"We don't want the Greatest Generation to be forgotten," said Collings Foundation pilot, Jim Harley. "Most museums you go to you can't get near an airplane, let alone go touch it fly in it... it's our mission to be living history."
Visitors could tough, crawl inside, and even take a ride in of the World War II era planes. "Years after the Wright brothers flew, we went from sticks and canvas to these massive pieces of metal that did the mission they were designed to do and defeated the enemy," Harley explained. "It's an honor to fly them. I can't imagine going into combat in them. I can't imagine what those guys felt or saw."
92-year old Lynn Clanin knew what it was like to the fly those planes. "That's an airplane I flew in Europe in World War II," Clanin said pointing to his hat with a picture of the B-26. "I loved to fly the B-26," he said smiling. "It was a hot airplane and I thought I was a hot pilot!"

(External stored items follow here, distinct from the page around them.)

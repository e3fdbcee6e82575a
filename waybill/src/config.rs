//! Configuration module for waybill.
//!
//! A [`Config`] names every directory a scenario touches together with the
//! knobs that shape its output. The CLI builds one from its arguments; library
//! callers can start from [`Config::from_base_dir`] and override fields.

use anyhow::{Result, bail};

use crate::WaybillError;
use crate::utils;
use std::path::{Path, PathBuf};
use std::str::FromStr;

/// Default number of documents per merged bundle.
pub const DEFAULT_CHUNK_SIZE: usize = 4;

/// File name of the duplex template inside the template directory.
pub const DEFAULT_TEMPLATE_FILE: &str = "3-6.pdf";

/// Glob (case-insensitive) for background candidates in the template directory.
pub const BACKGROUND_PATTERN: &str = "Instruction (China)*.pdf";

/// Compression level for written PDFs.
#[derive(Debug, Clone, Copy, PartialEq, Eq, Default)]
pub enum CompressionLevel {
    /// Write streams as they are.
    None,
    /// Compress uncompressed streams.
    #[default]
    Standard,
    /// Compress streams and drop unreferenced objects.
    Maximum,
}

impl FromStr for CompressionLevel {
    type Err = WaybillError;

    fn from_str(s: &str) -> crate::Result<Self> {
        match s.to_lowercase().as_str() {
            "none" => Ok(Self::None),
            "standard" => Ok(Self::Standard),
            "maximum" => Ok(Self::Maximum),
            _ => Err(WaybillError::invalid_config(format!(
                "Invalid compression level: {s}. Must be one of: none, standard, maximum"
            ))),
        }
    }
}

/// Background layer drawn under every source page.
#[derive(Debug, Clone, PartialEq, Eq, Default)]
pub enum Background {
    /// No background; pages keep their own appearance.
    #[default]
    None,
    /// Single-page overlay document at this path.
    Path(PathBuf),
}

impl Background {
    /// Path of the overlay, if any.
    pub fn path(&self) -> Option<&Path> {
        match self {
            Self::None => None,
            Self::Path(path) => Some(path),
        }
    }
}

/// Complete configuration for a waybill run.
#[derive(Debug, Clone)]
pub struct Config {
    /// Source waybills.
    pub railway_dir: PathBuf,

    /// Background candidates and the duplex template.
    pub template_dir: PathBuf,

    /// Single-page stamps keyed by file name.
    pub stamp_dir: PathBuf,

    /// Composited outputs, one per source.
    pub ready_dir: PathBuf,

    /// Merged bundles.
    pub merged_dir: PathBuf,

    /// Duplex template (at least two pages).
    pub template_file: PathBuf,

    /// Background overlay selection.
    pub background: Background,

    /// Maximum documents per merged bundle.
    pub chunk_size: usize,

    /// End bundle names with `pcs..pdf` like the historical tool did.
    pub legacy_bundle_suffix: bool,

    /// Compression level for output.
    pub compression: CompressionLevel,

    /// Plan outputs without writing them.
    pub dry_run: bool,

    /// Verbose output mode.
    pub verbose: bool,

    /// Quiet mode - suppress non-error output.
    pub quiet: bool,
}

impl Config {
    /// Build the conventional directory layout under `base`.
    ///
    /// ```
    /// use waybill::config::Config;
    /// use std::path::Path;
    ///
    /// let config = Config::from_base_dir("/srv/waybills");
    /// assert_eq!(config.merged_dir, Path::new("/srv/waybills/Merged Railway"));
    /// assert_eq!(config.template_file, Path::new("/srv/waybills/Template/3-6.pdf"));
    /// ```
    pub fn from_base_dir(base: impl AsRef<Path>) -> Self {
        let base = base.as_ref();
        let template_dir = base.join("Template");
        Self {
            railway_dir: base.join("Railway"),
            template_file: template_dir.join(DEFAULT_TEMPLATE_FILE),
            template_dir,
            stamp_dir: base.join("Stamp"),
            ready_dir: base.join("Ready"),
            merged_dir: base.join("Merged Railway"),
            background: Background::None,
            chunk_size: DEFAULT_CHUNK_SIZE,
            legacy_bundle_suffix: false,
            compression: CompressionLevel::default(),
            dry_run: false,
            verbose: false,
            quiet: false,
        }
    }

    /// Validate the configuration.
    ///
    /// # Errors
    ///
    /// Returns an error if:
    /// - Verbose and quiet modes are both enabled
    /// - The chunk size is zero
    /// - The ready directory is the railway directory (outputs would
    ///   overwrite their sources)
    /// - The merged directory is the ready directory (bundles would be
    ///   picked up as members on the next run)
    pub fn validate(&self) -> Result<()> {
        if self.verbose && self.quiet {
            bail!("Cannot use both --verbose and --quiet");
        }

        if self.chunk_size == 0 {
            bail!("Chunk size must be at least 1");
        }

        if self.ready_dir == self.railway_dir {
            bail!(
                "Ready directory cannot be the railway directory: {}",
                self.ready_dir.display()
            );
        }

        if self.merged_dir == self.ready_dir {
            bail!(
                "Merged directory cannot be the ready directory: {}",
                self.merged_dir.display()
            );
        }

        Ok(())
    }

    /// List background candidates in the template directory, sorted.
    pub fn background_candidates(&self) -> crate::Result<Vec<PathBuf>> {
        utils::collect_matching(&self.template_dir, BACKGROUND_PATTERN)
    }

    /// Create the output directories if they do not exist yet.
    pub async fn ensure_directories(&self) -> crate::Result<()> {
        for dir in [&self.ready_dir, &self.merged_dir] {
            tokio::fs::create_dir_all(dir)
                .await
                .map_err(|e| WaybillError::FailedToCreateOutput {
                    path: dir.clone(),
                    source: e,
                })?;
        }
        Ok(())
    }
}

impl Default for Config {
    fn default() -> Self {
        Self::from_base_dir(".")
    }
}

90-year old Alvin Simas came to the Tour to get one last ride on a B-24, the plane he once served as a flight engineer. "I'm giving my children a ride," Simas said. "I haven't been in one for 70 years, but they've never been in one, so I'm gonna give them a good experience of what it's like."
World War II veterans like Simas and Clanin are passing away at the rate of about 400 a day. They said it's important to them that their stories are shared at events like the Wings of Freedom Tour.
"I do appreciate the attention," Simas said laughing. "Like I said, it's filling your ego gas tank!"
The Collings Foundation Wings of Freedom Tour will be in Sacramento on Friday.